加盟国が課税逃れ防止法案で基本合意、多国籍企業に国別報告書提出義務付け

EU加盟国は8日に開いた経済・財務相理事会で、域内で活動する多国籍企業に対して国ごとの収益や支払い税額の報告を義務付ける法案の内容で基本合意した。加盟国の税務当局間で国別報告書を自動交換するシステムを構築し、多国籍企業による課税逃れを防止するのが狙い。法案は6月までに正式に承認される見通しで、加盟国はその後1年以内に国内法を整備する必要がある。

多国籍企業に国別報告書の提出を義務付けるルールは、経済協力開発機構(OECD)が昨年10月にまとめた「税源浸食と利益移転(BEPS)行動計画」に基づき、欧州委員会が1月に打ち出した「租税回避防止パッケージ」の柱の1つ。各国当局が情報を共有して税の透明性を高め、多国籍企業が利益を上げた国で確実に納税する仕組みを確立することを最大の目的としている。

具体的にはEU域内で国境をまたいで活動する多国籍企業(域外に本社を置く企業グループを含む)を対象に、収益、税引き前損益、法人税の納税額、従業員数、資本金、利益剰余金、有形資産を国ごとに報告することを義務付ける。欧州委は多国籍企業の税務情報が各国当局によって確実に共有されるよう、新ルールの順守状況を監視する。

OECDの試算によると、税制の抜け穴を利用した多国籍企業の節税策によって世界全体で年間1,000億~2,400億ドルに上る法人税の税収が失われている。一方、欧州議会によると、欧州では年間に最大700億ユーロの税収が失われているとされる。

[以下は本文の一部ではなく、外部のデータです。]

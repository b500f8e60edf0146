use crate::config::{KeyConfig, KeyKind, ValueParser};
use crate::models::ReadingSet;
use crate::p1::{utils, P1Error};
use thiserror::Error;

#[derive(Error, Debug)]
pub enum ExtractError {
    #[error("identifier {0} not present in telegram")]
    MissingIdentifier(String),
    #[error("identifier {0} carries no value")]
    EmptyReading(String),
    #[error("identifier {identifier}: {source}")]
    Parse { identifier: String, #[source] source: P1Error },
}

#[derive(Debug, Clone, PartialEq)]
pub enum Extracted {
    Verbatim(String),
    Measured {
        value: f64,
        unit: Option<String>,
    },
}

/// First token of a multi-token reading of a measured key, still unparsed.
/// Available even when the value itself does not parse.
pub fn field_timestamp<'a>(readings: &'a ReadingSet, key: &KeyConfig) -> Option<&'a str> {
    if key.kind == KeyKind::Verbatim {
        return None;
    }
    match readings.get(&key.identifier) {
        Some(tokens) if tokens.len() > 1 => tokens.first().map(String::as_str),
        _ => None,
    }
}

pub fn extract(readings: &ReadingSet, key: &KeyConfig) -> Result<Extracted, ExtractError> {
    let tokens = readings
        .get(&key.identifier)
        .ok_or_else(|| ExtractError::MissingIdentifier(key.identifier.clone()))?;

    let (first, last) = match (tokens.first(), tokens.last()) {
        (Some(first), Some(last)) => (first, last),
        _ => return Err(ExtractError::EmptyReading(key.identifier.clone())),
    };

    if key.kind == KeyKind::Verbatim {
        return Ok(Extracted::Verbatim(first.clone()));
    }

    let parse_error = |source| ExtractError::Parse { identifier: key.identifier.clone(), source };
    let (value, unit) = match key.parser {
        ValueParser::ValueWithUnit => {
            let (value, unit) = utils::parse_value_with_unit(last).map_err(parse_error)?;
            (value, Some(unit))
        }
        ValueParser::Value => (utils::parse_value(last).map_err(parse_error)?, None),
    };

    Ok(Extracted::Measured { value, unit })
}

#[cfg(test)]
mod tests {
    use super::*;

    fn key(identifier: &str, kind: KeyKind, parser: ValueParser) -> KeyConfig {
        KeyConfig {
            name: "value".to_string(),
            unit_name: "unit".to_string(),
            identifier: identifier.to_string(),
            kind,
            parser,
            delta: false,
        }
    }

    fn readings() -> ReadingSet {
        let mut readings = ReadingSet::new();
        readings.insert("0-0:96.1.1", vec!["4B384547303034303436333935353037".to_string()]);
        readings.insert("1-0:1.7.0", vec!["01.193*kW".to_string()]);
        readings.insert("0-1:24.2.1", vec!["101209110000W".to_string(), "12785.123*m3".to_string()]);
        readings.insert("0-0:96.14.0", vec!["0002".to_string()]);
        readings.insert("1-0:99.99.0", Vec::new());
        readings
    }

    #[test]
    fn test_verbatim_passthrough() {
        let extracted = extract(&readings(), &key("0-0:96.1.1", KeyKind::Verbatim, ValueParser::ValueWithUnit)).unwrap();
        assert_eq!(extracted, Extracted::Verbatim("4B384547303034303436333935353037".to_string()));
    }

    #[test]
    fn test_verbatim_takes_first_token() {
        let extracted = extract(&readings(), &key("0-1:24.2.1", KeyKind::Verbatim, ValueParser::ValueWithUnit)).unwrap();
        assert_eq!(extracted, Extracted::Verbatim("101209110000W".to_string()));
    }

    #[test]
    fn test_measured_value_with_unit() {
        let extracted = extract(&readings(), &key("1-0:1.7.0", KeyKind::Measured, ValueParser::ValueWithUnit)).unwrap();
        assert_eq!(extracted, Extracted::Measured { value: 1.193, unit: Some("kW".to_string()) });
    }

    #[test]
    fn test_measured_with_own_timestamp() {
        let extracted = extract(&readings(), &key("0-1:24.2.1", KeyKind::Measured, ValueParser::ValueWithUnit)).unwrap();
        assert_eq!(extracted, Extracted::Measured { value: 12785.123, unit: Some("m3".to_string()) });
        assert_eq!(field_timestamp(&readings(), &key("0-1:24.2.1", KeyKind::Measured, ValueParser::ValueWithUnit)),
                   Some("101209110000W"));
    }

    #[test]
    fn test_field_timestamp_survives_bad_value() {
        let mut readings = readings();
        readings.insert("0-1:24.2.1", vec!["161110130000W".to_string(), "garbage".to_string()]);
        let gas = key("0-1:24.2.1", KeyKind::Measured, ValueParser::ValueWithUnit);

        assert!(matches!(extract(&readings, &gas), Err(ExtractError::Parse { .. })));
        assert_eq!(field_timestamp(&readings, &gas), Some("161110130000W"));
    }

    #[test]
    fn test_field_timestamp_only_for_measured_multi_token() {
        let readings = readings();
        assert_eq!(field_timestamp(&readings, &key("0-1:24.2.1", KeyKind::Verbatim, ValueParser::ValueWithUnit)), None);
        assert_eq!(field_timestamp(&readings, &key("1-0:1.7.0", KeyKind::Measured, ValueParser::ValueWithUnit)), None);
        assert_eq!(field_timestamp(&readings, &key("1-0:2.7.0", KeyKind::Measured, ValueParser::ValueWithUnit)), None);
    }

    #[test]
    fn test_plain_value_parser() {
        let extracted = extract(&readings(), &key("0-0:96.14.0", KeyKind::Measured, ValueParser::Value)).unwrap();
        assert_eq!(extracted, Extracted::Measured { value: 2.0, unit: None });

        let unitless = extract(&readings(), &key("0-0:96.14.0", KeyKind::Measured, ValueParser::ValueWithUnit));
        assert!(matches!(unitless, Err(ExtractError::Parse { .. })));
    }

    #[test]
    fn test_missing_and_empty_identifiers() {
        let missing = extract(&readings(), &key("1-0:2.7.0", KeyKind::Measured, ValueParser::ValueWithUnit));
        assert!(matches!(missing, Err(ExtractError::MissingIdentifier(id)) if id == "1-0:2.7.0"));

        let empty = extract(&readings(), &key("1-0:99.99.0", KeyKind::Verbatim, ValueParser::ValueWithUnit));
        assert!(matches!(empty, Err(ExtractError::EmptyReading(_))));
    }
}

欧州議会は多国籍企業による課税逃れ対策を強化するため、国別報告書を提出するだけでなく、開示も義務付けるほか、タックスルーリング(税務当局が企業と結んだ課税措置についての取り決め)に関する情報についても加盟国間で自動的に交換するシステムの導入を求めている。欧州委は現在、国別報告書の開示を義務付けた場合の影響評価を行っており、近くより厳格なルールが打ち出される可能性もある。